Ognuno di loro accentua
un elemento importante. Per la mia esperienza a Nisida, con ragazzi del tutto
digiuni di lettura, a me sembrano decisivi, come metodo, la lettura a voce alta
dell’insegnante o di chi per lui/lei e, come obiettivo/ricaduta, il
moltiplicarsi dei punti di vista, il superamento dell’unidimensionalità dello
sguardo.
Naturalmente, la
conversazione – di cui ringrazio di cuore i miei interlocutori – non è stata
esaustiva e non ha potuto trattare di tutto ciò che di bene comporta la lettura
e di male la sua assenza.
Due aspetti mi sembrano
di particolare importanza, uno per così dire pubblico e uno privato (nel
senso non di mio personale, ma di personale di ciascuno che legge).
Il primo.
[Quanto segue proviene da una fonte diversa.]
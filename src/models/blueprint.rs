// src/models/blueprint.rs

use serde::{Deserialize, Serialize};
use validator::Validate;

use crate::config::{MAX_LONG_COUNT, MAX_MCQ_COUNT, MAX_SHORT_COUNT};
use crate::models::question::Question;

/// Requested number of questions per type.
#[derive(Debug, Clone, Copy, Default, PartialEq, Eq, Serialize, Deserialize, Validate)]
pub struct QuestionCounts {
    #[serde(default)]
    #[validate(range(max = MAX_MCQ_COUNT))]
    pub mcq: u32,
    #[serde(default)]
    #[validate(range(max = MAX_SHORT_COUNT))]
    pub short: u32,
    #[serde(default)]
    #[validate(range(max = MAX_LONG_COUNT))]
    pub long: u32,
}

impl QuestionCounts {
    /// Widened so that unchecked counts cannot overflow.
    pub fn total(&self) -> u64 {
        u64::from(self.mcq) + u64::from(self.short) + u64::from(self.long)
    }

    pub fn is_empty(&self) -> bool {
        self.mcq == 0 && self.short == 0 && self.long == 0
    }
}

/// DTO for an exam-generation request as filled in by an administrator.
#[derive(Debug, Clone, Default, PartialEq, Eq, Serialize, Deserialize)]
pub struct GenerationBlueprint {
    #[serde(default)]
    pub subject_id: Option<i64>,

    /// `None` or an empty list both mean "every unit of the subject".
    #[serde(default)]
    pub unit_ids: Option<Vec<i64>>,

    #[serde(default)]
    pub counts: QuestionCounts,

    #[serde(default)]
    pub include_answer_key: bool,

    /// Generation seed. Drawn at validation time when absent.
    #[serde(default)]
    pub seed: Option<u32>,
}

/// A blueprint that passed validation, ready to send to the generation service.
#[derive(Debug, Clone, PartialEq, Eq, Serialize)]
pub struct ValidBlueprint {
    pub subject_id: i64,
    /// Normalized: never `Some` of an empty list.
    pub unit_ids: Option<Vec<i64>>,
    pub counts: QuestionCounts,
    pub include_answer_key: bool,
    pub seed: u32,
}

/// Which units of a subject the generator draws from.
#[derive(Debug, Clone, Copy, PartialEq, Eq)]
pub enum UnitScope<'a> {
    All,
    Selected(&'a [i64]),
}

impl ValidBlueprint {
    pub fn unit_scope(&self) -> UnitScope<'_> {
        match self.unit_ids.as_deref() {
            Some(ids) if !ids.is_empty() => UnitScope::Selected(ids),
            _ => UnitScope::All,
        }
    }

    pub fn total_questions(&self) -> u64 {
        self.counts.total()
    }
}

/// Response body of the generation service.
#[derive(Debug, Clone, PartialEq, Deserialize)]
pub struct GeneratedExam {
    #[serde(default)]
    pub exam_id: Option<i64>,
    #[serde(default)]
    pub questions: Vec<Question>,
}

#[cfg(test)]
mod tests {
    use super::*;
    use crate::engine::assembler::assemble;

    #[test]
    fn test_generated_exam_feeds_assembler() {
        let generated: GeneratedExam = serde_json::from_value(serde_json::json!({
            "exam_id": 40,
            "questions": [
                { "id": 1, "type": "short", "text": "a", "difficulty": "easy" },
                { "id": 2, "type": "mcq", "text": "b", "difficulty": "easy",
                  "options": ["x", "y"], "answer_key": { "correct_option": "A" } }
            ]
        }))
        .unwrap();

        let view = assemble(&generated.questions);
        let first = view.numbered().next().unwrap();
        assert_eq!((first.number, first.question.id), (1, 2));
    }

    #[test]
    fn test_counts_default_to_zero() {
        let blueprint: GenerationBlueprint =
            serde_json::from_value(serde_json::json!({ "subject_id": 1, "counts": { "long": 2 } }))
                .unwrap();
        assert_eq!(blueprint.counts, QuestionCounts { mcq: 0, short: 0, long: 2 });
        assert_eq!(blueprint.seed, None);
    }

    #[test]
    fn test_total_does_not_overflow() {
        let counts = QuestionCounts { mcq: u32::MAX, short: 1, long: u32::MAX };
        assert!(!counts.is_empty());
        assert_eq!(counts.total(), 2 * u64::from(u32::MAX) + 1);
    }
}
Che la
maggioranza dei politici italiani (con le debite eccezioni) non legga, mi
sembra di tutta evidenza. Se leggessero un po’ di saggi di economia, di storia,
di varie scienze, sarebbero più capaci. Se, nel corso di un anno, trovassero il
tempo di leggere anche quattro-cinque romanzi di buon livello, lo sarebbero
ancora di più.
Il secondo: leggere
insegna stare da soli. In una società
così esteriorizzata, così social e così poco sociale, la lettura insegna a stare dentro se stessi, ad abitare
le proprie emozioni, a collegare i fili di un pensiero proprio. A rompere l’isolamento
che è contro natura e può, però, tranquillamente convivere con l’essere folla, ed affrontare la solitudine, che è l’inevitabile
condizione di molte scelte decisive della propria esistenza.